====== Data under study

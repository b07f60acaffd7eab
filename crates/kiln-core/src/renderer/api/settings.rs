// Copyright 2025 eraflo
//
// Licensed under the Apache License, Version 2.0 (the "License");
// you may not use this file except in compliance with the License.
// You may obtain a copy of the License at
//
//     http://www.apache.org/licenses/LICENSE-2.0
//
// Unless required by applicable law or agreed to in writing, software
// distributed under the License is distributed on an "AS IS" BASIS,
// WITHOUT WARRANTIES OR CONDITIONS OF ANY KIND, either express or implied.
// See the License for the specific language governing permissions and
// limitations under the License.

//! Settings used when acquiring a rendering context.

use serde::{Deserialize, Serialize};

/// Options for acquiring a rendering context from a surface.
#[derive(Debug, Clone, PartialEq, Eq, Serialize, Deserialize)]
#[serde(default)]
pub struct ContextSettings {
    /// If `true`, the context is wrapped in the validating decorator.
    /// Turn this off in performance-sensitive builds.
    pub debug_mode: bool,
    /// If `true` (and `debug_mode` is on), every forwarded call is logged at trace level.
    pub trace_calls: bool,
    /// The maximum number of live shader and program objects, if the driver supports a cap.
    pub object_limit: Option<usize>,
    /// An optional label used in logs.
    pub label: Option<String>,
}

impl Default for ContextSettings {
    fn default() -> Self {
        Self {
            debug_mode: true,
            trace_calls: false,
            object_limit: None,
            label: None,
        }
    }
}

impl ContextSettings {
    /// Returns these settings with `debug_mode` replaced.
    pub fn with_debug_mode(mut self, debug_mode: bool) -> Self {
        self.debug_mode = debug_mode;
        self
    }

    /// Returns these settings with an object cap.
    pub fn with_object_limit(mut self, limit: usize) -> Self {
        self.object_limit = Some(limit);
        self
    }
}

============
====== Data under study

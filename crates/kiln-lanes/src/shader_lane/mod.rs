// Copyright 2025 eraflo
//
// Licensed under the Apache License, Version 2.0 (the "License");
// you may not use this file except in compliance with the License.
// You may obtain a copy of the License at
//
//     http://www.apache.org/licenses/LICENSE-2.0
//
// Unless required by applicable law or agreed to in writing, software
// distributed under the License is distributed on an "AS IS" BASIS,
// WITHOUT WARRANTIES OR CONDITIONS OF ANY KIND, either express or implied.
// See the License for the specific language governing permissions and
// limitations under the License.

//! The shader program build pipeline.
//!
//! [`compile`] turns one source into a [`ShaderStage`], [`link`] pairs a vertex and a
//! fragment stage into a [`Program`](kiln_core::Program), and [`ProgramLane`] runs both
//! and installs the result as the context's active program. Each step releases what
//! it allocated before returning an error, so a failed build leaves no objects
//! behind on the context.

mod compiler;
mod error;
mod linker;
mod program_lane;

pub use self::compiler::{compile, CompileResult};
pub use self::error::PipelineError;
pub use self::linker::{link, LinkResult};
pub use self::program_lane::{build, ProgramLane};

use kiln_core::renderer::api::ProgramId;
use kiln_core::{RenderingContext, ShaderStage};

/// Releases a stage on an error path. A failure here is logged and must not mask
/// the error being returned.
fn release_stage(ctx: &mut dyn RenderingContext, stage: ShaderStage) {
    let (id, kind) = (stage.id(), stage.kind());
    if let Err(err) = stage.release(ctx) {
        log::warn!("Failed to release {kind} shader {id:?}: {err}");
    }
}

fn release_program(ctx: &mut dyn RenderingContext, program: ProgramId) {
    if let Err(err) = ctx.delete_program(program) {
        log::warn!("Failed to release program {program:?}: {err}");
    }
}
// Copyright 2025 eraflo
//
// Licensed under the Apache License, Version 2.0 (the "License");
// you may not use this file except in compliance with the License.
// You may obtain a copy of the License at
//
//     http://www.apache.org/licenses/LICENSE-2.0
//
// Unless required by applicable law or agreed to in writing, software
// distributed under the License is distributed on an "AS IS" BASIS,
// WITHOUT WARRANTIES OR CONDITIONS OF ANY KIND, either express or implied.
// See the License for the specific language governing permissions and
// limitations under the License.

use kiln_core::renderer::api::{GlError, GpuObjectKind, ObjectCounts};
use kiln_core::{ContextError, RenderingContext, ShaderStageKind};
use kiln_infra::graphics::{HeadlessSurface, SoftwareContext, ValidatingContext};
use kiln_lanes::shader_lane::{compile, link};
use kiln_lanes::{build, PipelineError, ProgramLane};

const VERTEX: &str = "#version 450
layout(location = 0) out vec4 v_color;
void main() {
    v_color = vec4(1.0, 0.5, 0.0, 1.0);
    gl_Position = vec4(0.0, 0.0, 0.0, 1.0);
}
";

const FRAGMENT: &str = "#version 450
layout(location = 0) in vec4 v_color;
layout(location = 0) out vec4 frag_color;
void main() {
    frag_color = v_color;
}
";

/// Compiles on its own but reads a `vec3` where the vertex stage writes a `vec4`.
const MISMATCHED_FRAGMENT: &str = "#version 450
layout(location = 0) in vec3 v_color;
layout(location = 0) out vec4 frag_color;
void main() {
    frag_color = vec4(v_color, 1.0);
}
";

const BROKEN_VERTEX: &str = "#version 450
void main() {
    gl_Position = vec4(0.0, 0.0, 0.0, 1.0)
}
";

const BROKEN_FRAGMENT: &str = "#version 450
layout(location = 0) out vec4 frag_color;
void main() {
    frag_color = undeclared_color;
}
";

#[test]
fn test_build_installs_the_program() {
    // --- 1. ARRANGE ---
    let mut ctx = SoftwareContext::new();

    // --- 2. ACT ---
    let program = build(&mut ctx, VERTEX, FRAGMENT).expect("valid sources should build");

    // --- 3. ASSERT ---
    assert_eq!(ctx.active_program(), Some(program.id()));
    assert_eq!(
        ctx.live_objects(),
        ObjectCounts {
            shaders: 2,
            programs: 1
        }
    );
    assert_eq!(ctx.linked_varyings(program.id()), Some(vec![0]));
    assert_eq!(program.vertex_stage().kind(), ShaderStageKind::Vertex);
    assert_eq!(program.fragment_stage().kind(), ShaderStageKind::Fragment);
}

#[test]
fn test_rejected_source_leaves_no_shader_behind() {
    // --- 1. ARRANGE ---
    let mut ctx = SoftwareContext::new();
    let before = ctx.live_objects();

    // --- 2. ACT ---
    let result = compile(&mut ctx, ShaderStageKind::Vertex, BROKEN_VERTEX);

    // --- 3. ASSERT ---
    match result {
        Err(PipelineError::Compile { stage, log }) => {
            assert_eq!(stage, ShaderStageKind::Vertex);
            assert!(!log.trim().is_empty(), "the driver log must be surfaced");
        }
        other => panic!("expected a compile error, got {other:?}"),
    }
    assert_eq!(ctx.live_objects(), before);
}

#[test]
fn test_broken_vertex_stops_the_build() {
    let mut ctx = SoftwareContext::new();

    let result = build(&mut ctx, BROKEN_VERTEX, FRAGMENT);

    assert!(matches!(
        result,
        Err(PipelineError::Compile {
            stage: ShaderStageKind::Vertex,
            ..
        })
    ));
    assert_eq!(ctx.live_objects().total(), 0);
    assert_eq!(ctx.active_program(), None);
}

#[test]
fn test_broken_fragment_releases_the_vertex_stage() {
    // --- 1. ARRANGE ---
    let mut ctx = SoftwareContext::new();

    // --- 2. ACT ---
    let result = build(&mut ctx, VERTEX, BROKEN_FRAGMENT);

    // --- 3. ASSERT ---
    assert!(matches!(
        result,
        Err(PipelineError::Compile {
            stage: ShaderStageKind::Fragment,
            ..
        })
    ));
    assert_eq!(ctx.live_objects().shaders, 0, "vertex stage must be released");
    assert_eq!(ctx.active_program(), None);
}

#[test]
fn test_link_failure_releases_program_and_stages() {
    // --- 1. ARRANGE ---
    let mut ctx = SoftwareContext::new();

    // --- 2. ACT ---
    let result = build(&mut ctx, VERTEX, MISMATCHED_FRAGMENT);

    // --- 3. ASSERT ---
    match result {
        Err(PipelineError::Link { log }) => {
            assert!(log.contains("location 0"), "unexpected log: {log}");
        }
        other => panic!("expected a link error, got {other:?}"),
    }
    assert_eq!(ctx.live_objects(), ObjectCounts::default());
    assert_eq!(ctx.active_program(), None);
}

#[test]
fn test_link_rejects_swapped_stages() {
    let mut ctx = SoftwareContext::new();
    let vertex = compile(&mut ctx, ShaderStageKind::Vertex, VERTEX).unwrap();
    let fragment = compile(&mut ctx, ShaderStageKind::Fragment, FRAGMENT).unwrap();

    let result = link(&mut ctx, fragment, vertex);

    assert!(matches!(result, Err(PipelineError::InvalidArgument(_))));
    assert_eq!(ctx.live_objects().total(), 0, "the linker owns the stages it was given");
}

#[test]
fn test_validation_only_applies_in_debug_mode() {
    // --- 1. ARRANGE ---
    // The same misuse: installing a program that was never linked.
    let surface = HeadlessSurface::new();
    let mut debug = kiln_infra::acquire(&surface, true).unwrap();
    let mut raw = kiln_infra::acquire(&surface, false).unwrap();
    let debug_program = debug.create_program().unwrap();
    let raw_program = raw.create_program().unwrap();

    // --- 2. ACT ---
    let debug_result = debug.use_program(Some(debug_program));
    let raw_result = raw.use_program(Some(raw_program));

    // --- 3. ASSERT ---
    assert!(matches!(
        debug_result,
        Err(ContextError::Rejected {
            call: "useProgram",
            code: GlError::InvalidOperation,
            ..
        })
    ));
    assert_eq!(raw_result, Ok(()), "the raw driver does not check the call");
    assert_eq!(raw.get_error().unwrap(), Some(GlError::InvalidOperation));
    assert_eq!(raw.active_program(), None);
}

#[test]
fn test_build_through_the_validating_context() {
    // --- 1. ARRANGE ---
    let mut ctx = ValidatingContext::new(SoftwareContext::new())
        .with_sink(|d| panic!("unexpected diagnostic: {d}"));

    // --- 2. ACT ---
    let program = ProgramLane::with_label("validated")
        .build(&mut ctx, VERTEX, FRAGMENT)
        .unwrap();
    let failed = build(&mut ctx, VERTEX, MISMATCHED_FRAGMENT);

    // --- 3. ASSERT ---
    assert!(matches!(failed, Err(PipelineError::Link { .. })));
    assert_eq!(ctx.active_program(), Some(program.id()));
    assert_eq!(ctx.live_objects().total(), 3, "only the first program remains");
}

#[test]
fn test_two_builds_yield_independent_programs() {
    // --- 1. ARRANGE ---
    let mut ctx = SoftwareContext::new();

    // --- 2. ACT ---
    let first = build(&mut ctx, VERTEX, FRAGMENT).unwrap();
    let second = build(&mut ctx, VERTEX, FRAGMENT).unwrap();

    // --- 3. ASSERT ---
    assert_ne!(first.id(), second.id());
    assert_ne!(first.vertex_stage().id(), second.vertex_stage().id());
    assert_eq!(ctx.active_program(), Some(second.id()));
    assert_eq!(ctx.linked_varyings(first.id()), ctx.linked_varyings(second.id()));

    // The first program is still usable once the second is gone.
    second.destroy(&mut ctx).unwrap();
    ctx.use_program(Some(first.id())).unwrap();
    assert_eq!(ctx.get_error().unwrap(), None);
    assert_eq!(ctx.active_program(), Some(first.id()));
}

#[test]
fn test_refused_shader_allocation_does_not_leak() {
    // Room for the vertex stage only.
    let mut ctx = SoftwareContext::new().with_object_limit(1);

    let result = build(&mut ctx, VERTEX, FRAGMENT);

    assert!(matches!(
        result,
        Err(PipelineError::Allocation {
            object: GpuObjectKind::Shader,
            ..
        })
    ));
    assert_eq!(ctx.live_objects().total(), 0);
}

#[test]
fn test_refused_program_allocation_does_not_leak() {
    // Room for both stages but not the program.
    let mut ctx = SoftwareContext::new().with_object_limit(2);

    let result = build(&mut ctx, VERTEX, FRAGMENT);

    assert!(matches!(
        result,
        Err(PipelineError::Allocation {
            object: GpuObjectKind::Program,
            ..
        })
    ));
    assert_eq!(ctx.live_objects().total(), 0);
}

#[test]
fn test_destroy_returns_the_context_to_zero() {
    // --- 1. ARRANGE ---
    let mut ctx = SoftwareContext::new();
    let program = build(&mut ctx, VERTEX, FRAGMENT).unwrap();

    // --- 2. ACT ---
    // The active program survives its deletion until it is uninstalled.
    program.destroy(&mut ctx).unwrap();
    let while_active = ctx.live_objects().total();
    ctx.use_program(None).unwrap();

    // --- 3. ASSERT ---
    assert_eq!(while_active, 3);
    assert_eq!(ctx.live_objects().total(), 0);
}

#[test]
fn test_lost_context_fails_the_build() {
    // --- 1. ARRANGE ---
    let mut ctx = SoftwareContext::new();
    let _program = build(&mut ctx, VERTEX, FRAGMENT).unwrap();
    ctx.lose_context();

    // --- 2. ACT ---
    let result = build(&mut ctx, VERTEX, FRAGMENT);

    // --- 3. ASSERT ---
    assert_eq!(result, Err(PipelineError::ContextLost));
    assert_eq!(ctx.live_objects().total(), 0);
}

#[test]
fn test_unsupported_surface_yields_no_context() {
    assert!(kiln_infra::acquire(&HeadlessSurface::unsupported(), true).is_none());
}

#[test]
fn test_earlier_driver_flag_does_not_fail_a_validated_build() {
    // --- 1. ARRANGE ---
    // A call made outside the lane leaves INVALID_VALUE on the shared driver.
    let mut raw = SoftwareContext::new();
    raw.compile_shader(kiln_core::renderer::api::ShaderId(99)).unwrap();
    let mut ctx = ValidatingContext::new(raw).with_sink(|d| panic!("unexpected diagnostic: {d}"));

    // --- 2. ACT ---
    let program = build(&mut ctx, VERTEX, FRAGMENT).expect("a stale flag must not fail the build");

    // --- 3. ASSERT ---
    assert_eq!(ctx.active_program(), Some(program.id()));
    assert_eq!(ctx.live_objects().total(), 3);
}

============
====== Data under study

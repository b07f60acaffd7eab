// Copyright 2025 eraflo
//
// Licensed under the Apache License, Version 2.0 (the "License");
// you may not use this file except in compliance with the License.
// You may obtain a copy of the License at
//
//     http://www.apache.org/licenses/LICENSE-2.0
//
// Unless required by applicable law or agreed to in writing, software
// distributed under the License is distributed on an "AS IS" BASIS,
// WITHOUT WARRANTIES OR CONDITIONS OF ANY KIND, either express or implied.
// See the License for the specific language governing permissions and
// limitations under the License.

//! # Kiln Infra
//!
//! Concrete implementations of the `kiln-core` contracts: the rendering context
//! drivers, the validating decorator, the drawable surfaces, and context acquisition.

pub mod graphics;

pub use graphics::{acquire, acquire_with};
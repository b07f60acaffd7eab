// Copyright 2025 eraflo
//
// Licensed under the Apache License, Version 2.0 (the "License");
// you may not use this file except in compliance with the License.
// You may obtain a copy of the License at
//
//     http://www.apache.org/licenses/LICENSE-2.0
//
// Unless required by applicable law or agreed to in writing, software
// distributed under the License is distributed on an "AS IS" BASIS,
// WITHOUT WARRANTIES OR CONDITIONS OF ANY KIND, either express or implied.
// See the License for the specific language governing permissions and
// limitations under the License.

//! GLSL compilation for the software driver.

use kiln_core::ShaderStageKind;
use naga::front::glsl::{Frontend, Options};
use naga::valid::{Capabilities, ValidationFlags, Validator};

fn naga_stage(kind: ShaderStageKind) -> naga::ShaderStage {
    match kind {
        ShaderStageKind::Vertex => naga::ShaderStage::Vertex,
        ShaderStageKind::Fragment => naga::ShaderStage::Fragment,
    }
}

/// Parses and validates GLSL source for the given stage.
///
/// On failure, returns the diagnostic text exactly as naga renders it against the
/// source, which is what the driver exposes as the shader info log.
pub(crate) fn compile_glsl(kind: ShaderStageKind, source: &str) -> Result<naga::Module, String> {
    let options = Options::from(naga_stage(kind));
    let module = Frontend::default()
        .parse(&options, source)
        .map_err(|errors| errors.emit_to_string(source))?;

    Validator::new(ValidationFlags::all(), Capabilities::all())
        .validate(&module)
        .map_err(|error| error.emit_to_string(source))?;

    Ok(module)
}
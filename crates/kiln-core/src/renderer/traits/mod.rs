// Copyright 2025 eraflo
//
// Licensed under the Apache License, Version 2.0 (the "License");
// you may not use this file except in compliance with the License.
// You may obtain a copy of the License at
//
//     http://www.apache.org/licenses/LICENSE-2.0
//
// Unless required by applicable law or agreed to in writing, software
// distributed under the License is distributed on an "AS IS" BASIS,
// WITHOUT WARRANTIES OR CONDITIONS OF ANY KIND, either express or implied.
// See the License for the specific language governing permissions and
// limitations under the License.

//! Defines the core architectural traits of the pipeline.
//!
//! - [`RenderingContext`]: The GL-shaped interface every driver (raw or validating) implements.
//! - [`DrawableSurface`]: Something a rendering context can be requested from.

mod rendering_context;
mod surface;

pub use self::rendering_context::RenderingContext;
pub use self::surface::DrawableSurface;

============

Work instruction:
Find the lines above holding the word "Room" and show them.

Your response:
    // Room for the vertex stage only.
    // Room for both stages but not the program.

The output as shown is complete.